Na década de 90 dois realizadores americanos despontaram na preferência da crítica: os irmãos Joel e Ethan Coen, principalmente depois do impacto em Cannes de Barton Fink, em 1991. Seu melhor filme, no entanto, na minha opinião, continua sendo A roda da fortuna (The hudsucker proxy, 1994), uma comédia de invenção que remete ao cinema de Frank Capra, principalmente, Billy Wilder, com alusões diversas (de Metrópolis, de Fritz Lang, a Cidadão Kane, de Orson Welles). Mas os irmãos Coen se perderam nesta última década e se encontram muito longe de seus sucessos pretéritos.

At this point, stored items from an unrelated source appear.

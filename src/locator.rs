//! Typed element locators.
//!
//! A locator is a strategy plus a value, rendered on demand into a
//! JavaScript expression that resolves to the target element (or `null`).
//! Keeping page-structure coupling behind these constructors means a page
//! object swaps a selector in one place when the markup changes.

use std::fmt;

/// Element lookup strategy.
#[derive(Debug, Clone, PartialEq, Eq)]
pub enum Locator {
    /// CSS selector, e.g. `.userName`.
    Css(String),
    /// XPath expression.
    XPath(String),
    /// Element whose visible text contains the given fragment.
    Text(String),
    /// Input or textarea with an exact `placeholder` attribute.
    Placeholder(String),
    /// ARIA-style role with an exact accessible name.
    Role { role: String, name: String },
    /// `data-testid` attribute value.
    TestId(String),
}

impl Locator {
    pub fn css(selector: impl Into<String>) -> Self {
        Locator::Css(selector.into())
    }

    pub fn xpath(expression: impl Into<String>) -> Self {
        Locator::XPath(expression.into())
    }

    pub fn text(fragment: impl Into<String>) -> Self {
        Locator::Text(fragment.into())
    }

    pub fn placeholder(placeholder: impl Into<String>) -> Self {
        Locator::Placeholder(placeholder.into())
    }

    pub fn role(role: impl Into<String>, name: impl Into<String>) -> Self {
        Locator::Role {
            role: role.into(),
            name: name.into(),
        }
    }

    pub fn test_id(id: impl Into<String>) -> Self {
        Locator::TestId(id.into())
    }

    /// JS expression evaluating to the matched element or `null`.
    pub fn to_query(&self) -> String {
        match self {
            Locator::Css(selector) => {
                format!("document.querySelector({})", js_string(selector))
            }
            Locator::XPath(expression) => format!(
                "document.evaluate({}, document, null, XPathResult.FIRST_ORDERED_NODE_TYPE, null).singleNodeValue",
                js_string(expression)
            ),
            Locator::Text(fragment) => format!(
                "(Array.from(document.querySelectorAll('*')).find(el => el.childElementCount === 0 && el.textContent.includes({})) || null)",
                js_string(fragment)
            ),
            Locator::Placeholder(placeholder) => format!(
                "(Array.from(document.querySelectorAll('input, textarea')).find(el => el.getAttribute('placeholder') === {}) || null)",
                js_string(placeholder)
            ),
            Locator::Role { role, name } => format!(
                "(Array.from(document.querySelectorAll({})).find(el => ((el.innerText || el.value || '').trim() === {})) || null)",
                js_string(&role_selector(role)),
                js_string(name)
            ),
            Locator::TestId(id) => format!(
                "document.querySelector('[data-testid=' + CSS.escape({}) + ']')",
                js_string(id)
            ),
        }
    }

    /// JS expression counting matches; used by strictness checks in waits.
    pub fn to_count_query(&self) -> String {
        match self {
            Locator::Css(selector) => {
                format!("document.querySelectorAll({}).length", js_string(selector))
            }
            Locator::XPath(expression) => format!(
                "document.evaluate({}, document, null, XPathResult.ORDERED_NODE_SNAPSHOT_TYPE, null).snapshotLength",
                js_string(expression)
            ),
            Locator::Text(fragment) => format!(
                "Array.from(document.querySelectorAll('*')).filter(el => el.childElementCount === 0 && el.textContent.includes({})).length",
                js_string(fragment)
            ),
            Locator::Placeholder(placeholder) => format!(
                "Array.from(document.querySelectorAll('input, textarea')).filter(el => el.getAttribute('placeholder') === {}).length",
                js_string(placeholder)
            ),
            Locator::Role { role, name } => format!(
                "Array.from(document.querySelectorAll({})).filter(el => ((el.innerText || el.value || '').trim() === {})).length",
                js_string(&role_selector(role)),
                js_string(name)
            ),
            Locator::TestId(id) => format!(
                "document.querySelectorAll('[data-testid=' + CSS.escape({}) + ']').length",
                js_string(id)
            ),
        }
    }

    /// JS expression returning `true` when the element exists, has a
    /// non-empty box and is not hidden by CSS.
    pub fn to_visibility_query(&self) -> String {
        format!(
            "(() => {{ const el = {}; if (!el) return false; \
             const rect = el.getBoundingClientRect(); \
             const style = window.getComputedStyle(el); \
             return rect.width > 0 && rect.height > 0 && \
             style.visibility !== 'hidden' && style.display !== 'none'; }})()",
            self.to_query()
        )
    }

    /// JS that clicks the element. Returns `"ok"`, or `"missing"` /
    /// `"hidden"` so the polling caller knows whether to keep waiting.
    pub fn to_click_script(&self) -> String {
        format!(
            "(() => {{ const el = {}; if (!el) return 'missing'; \
             const rect = el.getBoundingClientRect(); \
             if (rect.width === 0 || rect.height === 0) return 'hidden'; \
             el.click(); return 'ok'; }})()",
            self.to_query()
        )
    }

    /// JS that fills an input with `value` through the native value setter,
    /// so framework change listeners fire the same way they would for real
    /// keystrokes.
    pub fn to_fill_script(&self, value: &str) -> String {
        format!(
            "(() => {{ const el = {query}; if (!el) return 'missing'; \
             el.focus(); \
             const proto = el instanceof HTMLTextAreaElement ? HTMLTextAreaElement.prototype : HTMLInputElement.prototype; \
             const descriptor = Object.getOwnPropertyDescriptor(proto, 'value'); \
             if (descriptor && descriptor.set) {{ descriptor.set.call(el, {value}); }} else {{ el.value = {value}; }} \
             el.dispatchEvent(new Event('input', {{ bubbles: true }})); \
             el.dispatchEvent(new Event('change', {{ bubbles: true }})); \
             return 'ok'; }})()",
            query = self.to_query(),
            value = js_string(value)
        )
    }

    /// JS returning the element's rendered text, or `null` when missing.
    pub fn to_text_script(&self) -> String {
        format!(
            "(() => {{ const el = {}; return el ? el.innerText : null; }})()",
            self.to_query()
        )
    }
}

impl fmt::Display for Locator {
    fn fmt(&self, f: &mut fmt::Formatter<'_>) -> fmt::Result {
        match self {
            Locator::Css(s) => write!(f, "css={s}"),
            Locator::XPath(s) => write!(f, "xpath={s}"),
            Locator::Text(s) => write!(f, "text={s}"),
            Locator::Placeholder(s) => write!(f, "placeholder={s}"),
            Locator::Role { role, name } => write!(f, "role={role}[name={name}]"),
            Locator::TestId(s) => write!(f, "testid={s}"),
        }
    }
}

/// CSS selector list for elements that carry a role implicitly, plus the
/// explicit `role` attribute.
fn role_selector(role: &str) -> String {
    match role {
        "button" => "button, input[type=\"submit\"], input[type=\"button\"], [role=\"button\"]"
            .to_string(),
        "link" => "a[href], [role=\"link\"]".to_string(),
        "textbox" => {
            "input:not([type]), input[type=\"text\"], input[type=\"password\"], textarea, [role=\"textbox\"]"
                .to_string()
        }
        other => format!("[role=\"{other}\"]"),
    }
}

/// Encode a Rust string as a JS double-quoted string literal.
fn js_string(value: &str) -> String {
    serde_json::to_string(value).unwrap_or_else(|_| "\"\"".to_string())
}
//! UI Test Automation (UTA) Library
//!
//! A harness for end-to-end UI and API checks: it drives a real browser
//! through business flows (page objects + flows), wraps an HTTP client for
//! API-level assertions, and captures failure artifacts (screenshots,
//! traces) into an HTML report.
//!
//! # Module Overview
//!
//! - [`browser`] - CDP browser sessions, per-test contexts, recorders
//! - [`pages`] - page objects (locators + primitive interactions)
//! - [`flows`] - business flows sequencing page-object calls
//! - [`api`] - HTTP client with status and business-envelope checks
//! - [`harness`] - test-session lifecycle and the failure-artifact hook
//! - [`config`] - layered YAML configuration
//! - [`report`] - per-case results and the HTML report
//!
//! # Example
//!
//! ```no_run
//! use uta_lib::{Config, ContextOptions, LoginFlow, TestSession};
//!
//! # async fn example() -> uta_lib::Result<()> {
//! let config = Config::load(std::path::Path::new("configs"))?;
//! let mut session = TestSession::start(config, "login smoke")?;
//!
//! session
//!     .run_case("login_success", ContextOptions::from_env(), |page, config| async move {
//!         LoginFlow::new(&page, &config).login_should_succeed(None).await
//!     })
//!     .await;
//!
//! let report = session.finish()?;
//! assert!(report.all_passed());
//! # Ok(())
//! # }
//! ```

pub mod api;
pub mod browser;
pub mod config;
pub mod error;
pub mod flows;
pub mod harness;
pub mod locator;
pub mod logging;
pub mod pages;
pub mod report;
pub mod viewport;

pub use api::{ApiClient, BusinessCheck, RequestOptions};
pub use browser::{
    BrowserSession, ContextOptions, PageHandle, StorageState, TestContext, Tracer, WaitUntil,
    DEFAULT_STORAGE_STATE_PATH,
};
pub use config::{
    AppConfig, BrowserKind, Config, Credentials, TimeoutConfig, TimeoutTier,
};
pub use error::{ErrorCategory, ErrorPayload, Result, UtaError};
pub use flows::LoginFlow;
pub use harness::TestSession;
pub use locator::Locator;
pub use pages::LoginPage;
pub use report::{CaseArtifacts, CaseResult, CaseStatus, TestReport};
pub use viewport::Viewport;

Poucos os cineastas que, reconhecidos, entram, assim, em franca decadência, ainda que seus últimos trabalhos não sejam desprezíveis. A roda da fortuna é um primor de narratividade, de invenção de fórmulas, de cinema enquanto explicação do próprio cinema, uma obra cinematográfica na qual a narrativa tem uma função primordial em relação ao que está sendo contado. Os interiores da empresa de Hudsucker, com a disposição espacial dada pelos enquadramentos dos Coen, o busto do fundador da companhia que se suicida, as mesas, a altura, etc, fazem sugerir a biblioteca de Thatcher em Kane e a disposição de Welles na maneira de enquadrar, dispor os objetos no quadro fílmico. Por outro lado, a fábula é Frank Capra, e o anjo, no final, interpretado por Charles Durning, vem a lembrar, imediatamente, A felicidade não se compra (It' wonderful life, 1946). Os escritórios com as mesas enfileiradas remetem à cenografia que Alexandre Tauner fez para Billy Wilder em Se meu apartamento falasse (The apartment, 1960), que, pensei nas últimas semanas, colocaria entre os dez maiores filmes de todos os tempos (pena que não tenha cópia em DVD). O 'subterrâneo', onde ficam os empregados menos graduados, pode fazer recordar Metrópolis (1928), clássico de Lang.
Joel e Ethan Coen sabem fazer emergir a mise-en-scène como na seqüência final, quando Tim Robbins se joga do alto do edifício da empresa e, de repente, o tempo pára, e, neste interregno, encontra o velho empresário que praticara o mesmo gesto suicida. Paralelamente ao que acontece entre os dois personagens, Robbins e Charles During, efetua-se a luta contra o tempo entre o seu vigilante, que parou o tempo para tentar ajustar as coisas - dirigindo-se, inclusive, ao público antes de acionar o dispositivo, e aquele careca que deseja o desastre - o que aparece sempre a pintar os letreiros da porta de vidro. Há também, entre outros momentos, muita criatividade no processo de lançamento do bambolê desde a idéia inicial até a sua colocação no mercado, a expectativa gerada diante de sua viabilidade comercial, o estouro de vendas, a introdução de noticiários em branco e preto fakes, o menino que, por acaso, pegando um bambolê jogado fora, acionando-o, vira atração da garotada do colégio vizinho. Os Coen fazem da narrativa um instrumento poético para uma comédia que reflexiona sobre os clichês do cinema do pretérito para contar uma fábula de maneira inteligente e encantadora.

Recomendaria para quem gosta de cinema que fosse procurar The hudsucker proxy nas locadoras. Vale a pena. No elenco, Tim Robbins, Jennifer Jason Leigh, Paul Newman, Charles Durning, Sam Raimi, John Mahoney, entre outros. A iluminação é de um artista: Roger Deakins, e a partitura, extremamente funcional, de Carter Bartwell.